Right now, physicians have to use expensive scans like positron emission tomography (PET) scans and invasive spinal taps to help diagnose Alzheimer’s. So, a diagnosis usually comes too late for patients to benefit from medications and lifestyle changes that could slow disease progression.

elderly woman getting an eye exam

Yet, if routine eye exams could predict Alzheimer’s years or decades before a person shows any symptoms, doctors would have more time to slow the progression of the disease.

HOW CAN AN EYE TEST SHOW ALZHEIMER’S RISK?

The retina is an extension of our brains! It is the inner layer of our eyes, made of neurons that transmit information to our brains so that we can see. They are fed by millions of tiny blood vessels, just like our brain.

Unlike the brain, the retina is easily accessible to doctors with dilating drops, making changes in the retina easier to observe than those in the brain.

Researchers at Duke Eye Center in North Carolina used OCTA scanners (commonly found in ophthalmologists offices) to image the retinas of patients in 3 groups: those with diagnosed Alzheimer’s, those who were perfectly healthy, and those with mild cognitive impairments but without a full-blown diagnosis of dementia.

They found that the Alzheimer’s group had fewer small retinal blood vessels at the back of the eye and that a specific layer of the retina was markedly thinner!

Healthy people and those in the mild cognitive impairment group did not show these changes.

The fact that the network of blood vessels was so markedly less dense in Alzheimer’s patients makes sense, considering what is at the root of the disease. Beta amyloid proteins that build up in plaques in the brain cause dementia. We now think that these same proteins may block blood vessel growth in the retina.

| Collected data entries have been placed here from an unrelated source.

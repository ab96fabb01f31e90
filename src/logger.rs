//! Logging utilities with colored output.
//!
//! This module provides:
//! - `log!` macro for formatted terminal output with colored prefixes
//! - `debug!` macro for verbose-only output
//! - `WatchStatus` for watch mode status messages
//!
//! # Example
//!
//! ```ignore
//! log!("serve"; "http://{}", addr);
//! debug!("watch"; "event: {:?}", event);
//! ```

use crossterm::{
    cursor, execute,
    terminal::{Clear, ClearType},
};
use owo_colors::OwoColorize;
use parking_lot::Mutex;
use std::{
    io::{Write, stdout},
    sync::LazyLock,
    sync::atomic::{AtomicBool, Ordering},
};

/// Global verbose flag (set by --verbose CLI argument)
static VERBOSE: AtomicBool = AtomicBool::new(false);

/// Set verbose mode globally
pub fn set_verbose(v: bool) {
    VERBOSE.store(v, Ordering::SeqCst);
}

/// Check if verbose mode is enabled
pub fn is_verbose() -> bool {
    VERBOSE.load(Ordering::SeqCst)
}

// ============================================================================
// Log Macro
// ============================================================================

/// Log a message with a colored module prefix
///
/// # Usage
/// ```ignore
/// log!("module"; "message with {} formatting", args);
/// ```
#[macro_export]
macro_rules! log {
    ($module:expr; $($arg:tt)*) => {{
        $crate::logger::log($module, &format!($($arg)*))
    }};
}

/// Log a debug message (only shown when --verbose is enabled)
///
/// # Usage
/// ```ignore
/// debug!("module"; "debug info: {}", value);
/// ```
#[macro_export]
macro_rules! debug {
    ($module:expr; $($arg:tt)*) => {{
        if $crate::logger::is_verbose() {
            $crate::logger::log($module, &format!($($arg)*))
        }
    }};
}

// ============================================================================
// Helper Functions
// ============================================================================

/// Log a message with a colored module prefix
#[inline]
pub fn log(module: &str, message: &str) {
    let module_lower = module.to_ascii_lowercase();
    let prefix = colorize_prefix(module, &module_lower);

    let mut stdout = stdout().lock();
    execute!(stdout, Clear(ClearType::UntilNewLine)).ok();
    writeln!(stdout, "{prefix} {message}").ok();
    stdout.flush().ok();
}

/// Apply color to a module prefix based on module type
#[inline]
fn colorize_prefix(module: &str, module_lower: &str) -> String {
    let prefix = format!("[{module}]");
    match module_lower {
        "serve" => prefix.bright_blue().bold().to_string(),
        "watch" => prefix.bright_green().bold().to_string(),
        "error" => prefix.bright_red().bold().to_string(),
        _ => prefix.bright_yellow().bold().to_string(),
    }
}

// ============================================================================
// Watch Status (single-line status with overwrite)
// ============================================================================

/// Get current time formatted as HH:MM:SS
fn now() -> String {
    chrono::Local::now().format("%H:%M:%S").to_string()
}

/// Single-line status display for watch mode
///
/// Displays status messages that overwrite the previous output,
/// keeping the terminal clean while the file is edited repeatedly.
///
/// # Example
///
/// ```ignore
/// let mut status = WatchStatus::new();
/// status.success("re-rendered notes.md");
/// status.error("cannot read notes.md", "No such file or directory");
/// ```
pub struct WatchStatus {
    /// Lines of previous output to clear
    last_lines: usize,
}

/// Global watch status display shared across watch-mode subsystems.
static WATCH_STATUS: LazyLock<Mutex<WatchStatus>> =
    LazyLock::new(|| Mutex::new(WatchStatus::new()));

impl WatchStatus {
    /// Create a new watch status display.
    pub const fn new() -> Self {
        Self { last_lines: 0 }
    }

    /// Display success message (✓ prefix, green).
    pub fn success(&mut self, message: &str) {
        self.display(format!("{}", "✓".green()), message);
    }

    /// Display error message (✗ prefix, red) with optional detail.
    pub fn error(&mut self, summary: &str, detail: &str) {
        let message = if detail.is_empty() {
            summary.to_string()
        } else {
            format!("{summary}\n{detail}")
        };
        self.display(format!("{}", "✗".red()), &message);
    }

    /// Internal display logic with line overwriting.
    ///
    /// ALL messages (success and error) are tracked and can be
    /// overwritten by the next message, so watch mode keeps a single
    /// status block instead of scrolling.
    fn display(&mut self, symbol: String, message: &str) {
        let mut stdout = stdout().lock();

        // Clear previous output by moving cursor up and clearing
        if self.last_lines > 0 {
            #[allow(clippy::cast_possible_truncation)]
            let lines = self.last_lines as u16;
            execute!(stdout, cursor::MoveUp(lines)).ok();
            execute!(stdout, Clear(ClearType::FromCursorDown)).ok();
        }

        // Format message with timestamp
        let timestamp = format!("[{}]", now()).dimmed().to_string();
        let line = format!("{timestamp} {symbol} {message}");

        writeln!(stdout, "{line}").ok();
        stdout.flush().ok();

        // Track actual line count (including newlines in message)
        self.last_lines = message.matches('\n').count() + 1;
    }
}

/// Global watch status: success
pub fn status_success(message: &str) {
    WATCH_STATUS.lock().success(message);
}

/// Global watch status: error
pub fn status_error(summary: &str, detail: &str) {
    WATCH_STATUS.lock().error(summary, detail);
}

// ============================================================================
// Tests
// ============================================================================

#[cfg(test)]
mod tests {
    use super::*;

    #[test]
    fn test_watch_status_new() {
        let status = WatchStatus::new();
        assert_eq!(status.last_lines, 0);
    }

    #[test]
    fn test_watch_status_line_count_single() {
        // Single line message should count as 1
        let message = "re-rendered notes.md";
        let count = message.matches('\n').count() + 1;
        assert_eq!(count, 1);
    }

    #[test]
    fn test_watch_status_line_count_error_with_detail() {
        // Typical error format: summary + newline + detail
        let summary = "cannot read notes.md";
        let detail = "No such file or directory (os error 2)";
        let message = format!("{summary}\n{detail}");
        let count = message.matches('\n').count() + 1;
        assert_eq!(count, 2);
    }
}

EYE TEST ALSO HELPS IDENTIFY THOSE AT RISK

Another fascinating study out of Israel compared retinal and brain scans of over 400 people who had a family history of Alzheimer’s but no symptoms themselves.

The retinal scans of these patients revealed that the inner layer of the retina is thinner in these people with a family history of Alzheimer’s. Sure enough, brain scans of these same patients revealed that the area of the brain typically affected early on in Alzheimer’s had already begun to shrink.

If we can identify those at risk for the disease way before they have symptoms, we can intervene with a variety of tools to slow progression.

SO IS THE TEST AVAILABLE YET?

Most agree we are only 5-10 years away from an eye test that can be easily and affordably performed at your yearly ophthalmology visit, which will tell you your risk before you show any signs the brain disease. Several startups, including one backed by Bill Gates, are working feverishly to bring this to everyday use.